1: We wrapped up our brief unit of fallacies by sharing your findings regarding the Republican debate, which had its fair share of dogmatism, faulty analogy, appeal to pity, straw man, and red herring. After this reminder of what not to do, we entered the land of argument by reviewing the characteristics of a strong claim, evidence, and warrants. We will practice these stages during tomorrow's class, and then move into our first argument for Educator or Employee of the Year.
3: We spent the hour focusing on the initial phases of argument: claim, evidence, warrant. With that knowledge reviewed, we started our first practice argument with brainstorming possible school schedules. During next class, we will work in groups to create claims, evidence, and warrants for the varying schedules and then move into the Educator/Employee of the Year argument.

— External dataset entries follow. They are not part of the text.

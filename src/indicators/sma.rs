// =============================================================================
// Simple Moving Average (SMA)
// =============================================================================
//
// Ring of the last `period` prices; value is their arithmetic mean. Emits
// nothing until the ring is full. Signals fire when price strays more than
// 2% from the average.

use std::collections::VecDeque;

use crate::indicators::{Indicator, IndicatorState};
use crate::signals::Signal;
use crate::types::{Symbol, TradeRecord};

/// Directional confidence for the fixed-band SMA/EMA/VWAP signals.
pub(crate) const BAND_SIGNAL_STRENGTH: f64 = 0.6;

pub struct SmaIndicator {
    id: String,
    name: String,
    symbol: Symbol,
    period: usize,
    ring: VecDeque<f64>,
}

impl SmaIndicator {
    /// `period` must be > 0.
    pub fn new(period: usize, symbol: Symbol) -> Self {
        assert!(period > 0, "SMA period must be > 0");
        Self {
            id: format!("sma-{period}-{symbol}"),
            name: format!("SMA({period})"),
            symbol,
            period,
            ring: VecDeque::with_capacity(period),
        }
    }
}

impl Indicator for SmaIndicator {
    fn id(&self) -> &str {
        &self.id
    }

    fn name(&self) -> &str {
        &self.name
    }

    fn symbol(&self) -> &Symbol {
        &self.symbol
    }

    fn update(&mut self, trade: &TradeRecord) -> Option<IndicatorState> {
        if trade.symbol != self.symbol {
            return None;
        }

        self.ring.push_back(trade.price);
        while self.ring.len() > self.period {
            self.ring.pop_front();
        }
        if self.ring.len() < self.period {
            return None; // warm-up
        }

        let sma = self.ring.iter().sum::<f64>() / self.period as f64;
        Some(IndicatorState::new(
            &self.id,
            &self.name,
            self.symbol.clone(),
            trade,
            sma,
        ))
    }

    fn signal(&self, state: &IndicatorState) -> Signal {
        let price = state.observed_price();
        let sma = state.value;

        if price > sma * 1.02 {
            Signal::buy(
                BAND_SIGNAL_STRENGTH,
                state.last_update,
                format!("price {price:.2} above {} {sma:.2} by >2%", self.name),
            )
        } else if price < sma * 0.98 {
            Signal::sell(
                BAND_SIGNAL_STRENGTH,
                state.last_update,
                format!("price {price:.2} below {} {sma:.2} by >2%", self.name),
            )
        } else {
            Signal::hold(state.last_update)
        }
    }
}

// =============================================================================
// Unit Tests
// =============================================================================
#[cfg(test)]
mod tests {
    use super::*;
    use crate::indicators::tests::feed;

    fn sym() -> Symbol {
        Symbol::new("AAPL").unwrap()
    }

    #[test]
    fn warms_up_then_emits_mean() {
        let mut sma = SmaIndicator::new(3, sym());
        let states = feed(&mut sma, "AAPL", &[100.0, 110.0, 120.0, 130.0]);
        assert_eq!(states.len(), 2);
        assert!((states[0].value - 110.0).abs() < 1e-10);
        assert!((states[1].value - 120.0).abs() < 1e-10);
    }

    #[test]
    fn ignores_foreign_symbols() {
        let mut sma = SmaIndicator::new(1, sym());
        assert!(feed(&mut sma, "MSFT", &[100.0, 110.0]).is_empty());
    }

    #[test]
    fn signal_bands_at_two_percent() {
        let mut sma = SmaIndicator::new(1, sym());
        // period 1: SMA == last price, so craft states directly off updates.
        let state = feed(&mut sma, "AAPL", &[100.0]).pop().unwrap();

        // Same price — inside the band.
        assert!(sma.signal(&state).is_hold());

        // Fake a price 3% above the average.
        let mut above = state.clone();
        above.insert_num("price", 103.0);
        let signal = sma.signal(&above);
        assert!(signal.is_buy());
        assert_eq!(signal.strength(), BAND_SIGNAL_STRENGTH);

        let mut below = state;
        below.insert_num("price", 97.0);
        assert!(sma.signal(&below).is_sell());
    }

    #[test]
    fn id_and_name_encode_configuration() {
        let sma = SmaIndicator::new(20, sym());
        assert_eq!(sma.id(), "sma-20-AAPL");
        assert_eq!(sma.name(), "SMA(20)");
    }
}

5: After sharing some of our spectacular claims, evidence, and super warrants, we spent the rest of the class receiving background for the Educator/Employee of the Year argument, looking at ways to construct this real world essay to its best advantage (3-4 paragraphs with 1 paragraph clarifying a personal connection and 1 paragraph looking at the full school community), and starting the essay. You will have time to write your first draft during the majority (not all) of class tomorrow. So, you are more than welcome to work on this over night in order to fine tune tomorrow. Absentees, if you are not comfortable writing the first draft yet, you should definitely have selected your nominee and brainstormed evidence in order to write during class.